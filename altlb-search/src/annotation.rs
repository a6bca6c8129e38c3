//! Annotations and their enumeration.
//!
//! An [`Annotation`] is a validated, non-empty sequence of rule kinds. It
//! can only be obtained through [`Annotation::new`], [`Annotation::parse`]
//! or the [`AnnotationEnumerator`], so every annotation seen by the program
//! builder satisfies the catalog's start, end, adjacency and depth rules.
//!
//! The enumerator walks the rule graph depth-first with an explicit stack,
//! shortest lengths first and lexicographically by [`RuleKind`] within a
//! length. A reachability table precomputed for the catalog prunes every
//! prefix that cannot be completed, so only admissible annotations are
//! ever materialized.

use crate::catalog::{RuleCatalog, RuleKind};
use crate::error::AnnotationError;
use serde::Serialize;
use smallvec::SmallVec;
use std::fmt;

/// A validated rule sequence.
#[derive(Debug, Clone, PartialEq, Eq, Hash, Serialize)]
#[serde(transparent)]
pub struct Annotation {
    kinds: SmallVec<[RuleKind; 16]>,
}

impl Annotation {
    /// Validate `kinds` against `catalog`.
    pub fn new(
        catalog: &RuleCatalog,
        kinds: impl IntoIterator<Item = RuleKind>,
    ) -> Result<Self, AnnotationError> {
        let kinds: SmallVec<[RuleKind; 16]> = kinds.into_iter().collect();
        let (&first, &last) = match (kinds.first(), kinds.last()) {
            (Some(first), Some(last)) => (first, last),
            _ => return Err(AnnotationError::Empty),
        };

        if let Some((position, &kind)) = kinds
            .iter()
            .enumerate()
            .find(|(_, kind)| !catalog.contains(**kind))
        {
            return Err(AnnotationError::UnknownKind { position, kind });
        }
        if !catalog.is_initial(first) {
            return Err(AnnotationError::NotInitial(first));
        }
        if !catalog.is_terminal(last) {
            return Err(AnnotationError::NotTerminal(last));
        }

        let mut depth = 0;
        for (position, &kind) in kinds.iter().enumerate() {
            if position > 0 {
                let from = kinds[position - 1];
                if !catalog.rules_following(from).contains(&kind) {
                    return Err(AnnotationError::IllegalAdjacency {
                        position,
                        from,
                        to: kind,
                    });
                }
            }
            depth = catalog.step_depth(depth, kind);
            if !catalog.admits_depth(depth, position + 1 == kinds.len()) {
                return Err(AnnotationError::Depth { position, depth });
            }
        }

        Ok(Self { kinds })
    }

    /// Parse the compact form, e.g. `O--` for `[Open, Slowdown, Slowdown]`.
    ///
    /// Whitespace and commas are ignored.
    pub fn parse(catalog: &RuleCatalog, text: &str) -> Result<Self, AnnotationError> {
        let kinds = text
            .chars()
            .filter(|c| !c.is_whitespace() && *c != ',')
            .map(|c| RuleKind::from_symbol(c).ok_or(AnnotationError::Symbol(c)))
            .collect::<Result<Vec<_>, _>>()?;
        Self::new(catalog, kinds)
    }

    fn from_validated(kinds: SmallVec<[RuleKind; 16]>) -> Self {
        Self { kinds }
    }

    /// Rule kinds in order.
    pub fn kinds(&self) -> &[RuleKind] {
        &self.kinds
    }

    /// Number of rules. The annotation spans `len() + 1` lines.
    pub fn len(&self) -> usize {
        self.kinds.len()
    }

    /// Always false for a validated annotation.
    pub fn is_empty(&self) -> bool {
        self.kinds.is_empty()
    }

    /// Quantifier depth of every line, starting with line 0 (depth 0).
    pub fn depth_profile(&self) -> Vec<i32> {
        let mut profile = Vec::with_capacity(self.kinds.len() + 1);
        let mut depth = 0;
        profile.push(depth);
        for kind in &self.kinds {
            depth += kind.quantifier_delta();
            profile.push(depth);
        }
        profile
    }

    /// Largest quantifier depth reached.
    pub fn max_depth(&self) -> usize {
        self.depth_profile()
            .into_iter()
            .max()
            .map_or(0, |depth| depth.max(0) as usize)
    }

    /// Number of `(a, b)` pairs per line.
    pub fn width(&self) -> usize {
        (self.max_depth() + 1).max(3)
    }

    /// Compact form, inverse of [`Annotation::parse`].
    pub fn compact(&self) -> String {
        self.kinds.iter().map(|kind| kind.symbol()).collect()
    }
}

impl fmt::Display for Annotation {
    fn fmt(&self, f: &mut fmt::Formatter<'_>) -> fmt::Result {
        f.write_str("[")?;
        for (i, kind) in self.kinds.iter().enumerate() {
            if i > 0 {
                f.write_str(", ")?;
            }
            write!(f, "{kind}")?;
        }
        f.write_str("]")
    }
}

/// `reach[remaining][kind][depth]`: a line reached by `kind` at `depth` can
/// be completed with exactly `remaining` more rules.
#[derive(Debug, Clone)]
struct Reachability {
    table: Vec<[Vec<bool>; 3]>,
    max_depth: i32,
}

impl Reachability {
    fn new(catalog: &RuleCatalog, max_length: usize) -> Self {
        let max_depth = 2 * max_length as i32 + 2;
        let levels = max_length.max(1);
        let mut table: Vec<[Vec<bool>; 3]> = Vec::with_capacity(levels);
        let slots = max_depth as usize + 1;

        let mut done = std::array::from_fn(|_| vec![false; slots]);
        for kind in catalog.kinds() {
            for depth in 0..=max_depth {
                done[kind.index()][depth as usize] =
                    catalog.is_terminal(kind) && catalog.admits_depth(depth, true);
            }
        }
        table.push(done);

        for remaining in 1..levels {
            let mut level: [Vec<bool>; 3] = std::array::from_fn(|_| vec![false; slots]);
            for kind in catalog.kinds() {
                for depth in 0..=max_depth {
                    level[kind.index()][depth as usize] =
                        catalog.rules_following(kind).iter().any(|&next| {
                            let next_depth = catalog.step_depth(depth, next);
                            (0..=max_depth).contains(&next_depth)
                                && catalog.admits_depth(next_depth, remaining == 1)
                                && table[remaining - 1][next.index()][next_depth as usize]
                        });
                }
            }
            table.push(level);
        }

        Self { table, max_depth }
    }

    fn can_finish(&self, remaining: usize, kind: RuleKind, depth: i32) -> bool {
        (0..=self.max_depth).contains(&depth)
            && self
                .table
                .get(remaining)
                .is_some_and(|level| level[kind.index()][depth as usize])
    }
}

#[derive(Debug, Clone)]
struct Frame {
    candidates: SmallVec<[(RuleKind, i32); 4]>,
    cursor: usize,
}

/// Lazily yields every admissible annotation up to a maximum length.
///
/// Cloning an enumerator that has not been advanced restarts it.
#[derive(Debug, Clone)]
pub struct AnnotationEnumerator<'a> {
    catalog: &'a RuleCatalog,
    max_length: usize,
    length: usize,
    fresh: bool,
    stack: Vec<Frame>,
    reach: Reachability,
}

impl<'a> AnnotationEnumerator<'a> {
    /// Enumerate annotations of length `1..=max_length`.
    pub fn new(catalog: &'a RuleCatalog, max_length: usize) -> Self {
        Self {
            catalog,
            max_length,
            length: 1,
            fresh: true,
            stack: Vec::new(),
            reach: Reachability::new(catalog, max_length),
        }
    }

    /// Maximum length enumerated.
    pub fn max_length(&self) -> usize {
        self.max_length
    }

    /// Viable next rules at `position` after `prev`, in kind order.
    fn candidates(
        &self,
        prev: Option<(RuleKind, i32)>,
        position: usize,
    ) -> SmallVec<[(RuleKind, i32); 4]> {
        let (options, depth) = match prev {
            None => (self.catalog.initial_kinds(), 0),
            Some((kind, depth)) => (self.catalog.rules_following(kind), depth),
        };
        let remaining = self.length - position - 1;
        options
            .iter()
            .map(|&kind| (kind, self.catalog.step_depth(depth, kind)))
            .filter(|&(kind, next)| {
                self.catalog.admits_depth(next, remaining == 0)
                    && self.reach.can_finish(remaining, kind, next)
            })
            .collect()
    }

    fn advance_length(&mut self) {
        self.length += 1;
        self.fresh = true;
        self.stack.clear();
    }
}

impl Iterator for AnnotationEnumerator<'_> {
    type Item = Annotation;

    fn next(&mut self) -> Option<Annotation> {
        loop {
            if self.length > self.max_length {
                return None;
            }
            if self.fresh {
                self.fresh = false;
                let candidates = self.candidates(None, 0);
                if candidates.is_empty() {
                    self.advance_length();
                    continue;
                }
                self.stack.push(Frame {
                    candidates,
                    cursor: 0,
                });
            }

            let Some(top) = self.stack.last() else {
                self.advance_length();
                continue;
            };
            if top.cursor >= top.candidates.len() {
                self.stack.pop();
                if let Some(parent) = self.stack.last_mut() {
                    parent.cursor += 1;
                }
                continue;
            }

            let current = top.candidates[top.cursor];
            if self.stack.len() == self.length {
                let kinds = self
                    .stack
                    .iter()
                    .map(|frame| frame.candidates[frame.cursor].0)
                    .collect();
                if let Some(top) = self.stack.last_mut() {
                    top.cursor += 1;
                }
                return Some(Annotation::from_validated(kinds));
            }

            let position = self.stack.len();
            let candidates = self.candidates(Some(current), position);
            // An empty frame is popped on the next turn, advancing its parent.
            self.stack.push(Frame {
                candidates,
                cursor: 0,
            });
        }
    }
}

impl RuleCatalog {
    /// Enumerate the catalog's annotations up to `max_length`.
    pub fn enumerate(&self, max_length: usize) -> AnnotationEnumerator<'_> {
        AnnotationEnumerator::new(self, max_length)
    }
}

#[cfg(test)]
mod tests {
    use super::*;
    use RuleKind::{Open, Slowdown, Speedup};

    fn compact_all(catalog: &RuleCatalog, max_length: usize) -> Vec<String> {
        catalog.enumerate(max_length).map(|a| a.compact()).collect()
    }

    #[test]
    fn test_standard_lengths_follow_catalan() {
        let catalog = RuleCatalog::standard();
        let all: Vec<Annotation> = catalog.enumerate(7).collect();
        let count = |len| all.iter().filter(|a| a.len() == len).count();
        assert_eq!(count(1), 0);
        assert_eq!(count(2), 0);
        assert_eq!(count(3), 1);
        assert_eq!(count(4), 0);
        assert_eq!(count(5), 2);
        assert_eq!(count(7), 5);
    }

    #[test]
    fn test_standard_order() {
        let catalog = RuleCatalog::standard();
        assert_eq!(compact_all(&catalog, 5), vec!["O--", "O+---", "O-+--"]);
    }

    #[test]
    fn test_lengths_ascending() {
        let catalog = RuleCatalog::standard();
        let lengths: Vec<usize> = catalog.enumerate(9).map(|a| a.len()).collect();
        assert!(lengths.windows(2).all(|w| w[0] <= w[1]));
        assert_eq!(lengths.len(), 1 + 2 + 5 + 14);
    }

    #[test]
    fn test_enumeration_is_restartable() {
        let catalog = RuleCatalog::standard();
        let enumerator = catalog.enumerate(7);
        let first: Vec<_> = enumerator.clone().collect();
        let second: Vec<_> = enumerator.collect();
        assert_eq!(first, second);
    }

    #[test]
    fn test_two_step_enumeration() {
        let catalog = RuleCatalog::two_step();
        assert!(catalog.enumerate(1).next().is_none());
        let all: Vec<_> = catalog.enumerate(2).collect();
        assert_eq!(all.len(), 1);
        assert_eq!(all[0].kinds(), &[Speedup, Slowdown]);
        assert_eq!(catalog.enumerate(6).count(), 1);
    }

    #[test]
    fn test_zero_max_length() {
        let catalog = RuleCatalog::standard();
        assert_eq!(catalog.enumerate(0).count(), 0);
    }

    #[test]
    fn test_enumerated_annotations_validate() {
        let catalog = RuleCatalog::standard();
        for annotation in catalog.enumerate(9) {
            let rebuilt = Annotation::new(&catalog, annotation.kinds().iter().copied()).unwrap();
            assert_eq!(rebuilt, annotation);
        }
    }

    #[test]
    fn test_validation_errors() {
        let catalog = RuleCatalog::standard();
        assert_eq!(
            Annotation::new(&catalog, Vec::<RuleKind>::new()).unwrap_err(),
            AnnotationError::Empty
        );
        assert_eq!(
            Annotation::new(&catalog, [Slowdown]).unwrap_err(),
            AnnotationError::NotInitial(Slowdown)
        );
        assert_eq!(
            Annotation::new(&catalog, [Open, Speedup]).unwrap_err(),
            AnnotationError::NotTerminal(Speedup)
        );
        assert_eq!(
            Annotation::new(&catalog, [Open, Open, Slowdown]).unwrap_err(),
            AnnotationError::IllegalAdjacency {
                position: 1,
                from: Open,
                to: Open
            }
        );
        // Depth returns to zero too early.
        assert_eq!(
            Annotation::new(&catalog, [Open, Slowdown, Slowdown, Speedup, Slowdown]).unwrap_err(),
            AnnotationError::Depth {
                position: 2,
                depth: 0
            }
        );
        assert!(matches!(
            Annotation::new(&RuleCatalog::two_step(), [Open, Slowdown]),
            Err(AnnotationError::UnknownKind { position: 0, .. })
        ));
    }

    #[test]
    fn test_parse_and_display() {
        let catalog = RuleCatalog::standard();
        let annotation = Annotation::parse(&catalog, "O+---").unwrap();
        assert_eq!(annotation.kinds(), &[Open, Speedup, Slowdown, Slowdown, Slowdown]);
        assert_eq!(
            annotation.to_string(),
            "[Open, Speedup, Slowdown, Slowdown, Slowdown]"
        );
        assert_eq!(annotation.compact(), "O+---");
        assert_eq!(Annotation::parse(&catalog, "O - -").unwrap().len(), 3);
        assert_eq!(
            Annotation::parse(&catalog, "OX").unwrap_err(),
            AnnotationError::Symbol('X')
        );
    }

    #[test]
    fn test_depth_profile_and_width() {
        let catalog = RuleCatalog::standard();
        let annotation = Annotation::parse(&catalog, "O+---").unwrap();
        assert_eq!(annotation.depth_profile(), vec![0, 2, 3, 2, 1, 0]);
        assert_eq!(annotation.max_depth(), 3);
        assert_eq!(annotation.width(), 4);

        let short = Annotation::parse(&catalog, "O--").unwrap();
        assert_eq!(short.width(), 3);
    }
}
□ □ □
▸ What is needed
Beginning with the line containing "let (options, depth)" in the material above, copy every line exactly until you have copied the line containing "self.fresh = false;".

▸ Answer to this problem
        let (options, depth) = match prev {
            None => (self.catalog.initial_kinds(), 0),
            Some((kind, depth)) => (self.catalog.rules_following(kind), depth),
        };
        let remaining = self.length - position - 1;
        options
            .iter()
            .map(|&kind| (kind, self.catalog.step_depth(depth, kind)))
            .filter(|&(kind, next)| {
                self.catalog.admits_depth(next, remaining == 0)
                    && self.reach.can_finish(remaining, kind, next)
            })
            .collect()
    }

    fn advance_length(&mut self) {
        self.length += 1;
        self.fresh = true;
        self.stack.clear();
    }
}

impl Iterator for AnnotationEnumerator<'_> {
    type Item = Annotation;

    fn next(&mut self) -> Option<Annotation> {
        loop {
            if self.length > self.max_length {
                return None;
            }
            if self.fresh {
                self.fresh = false;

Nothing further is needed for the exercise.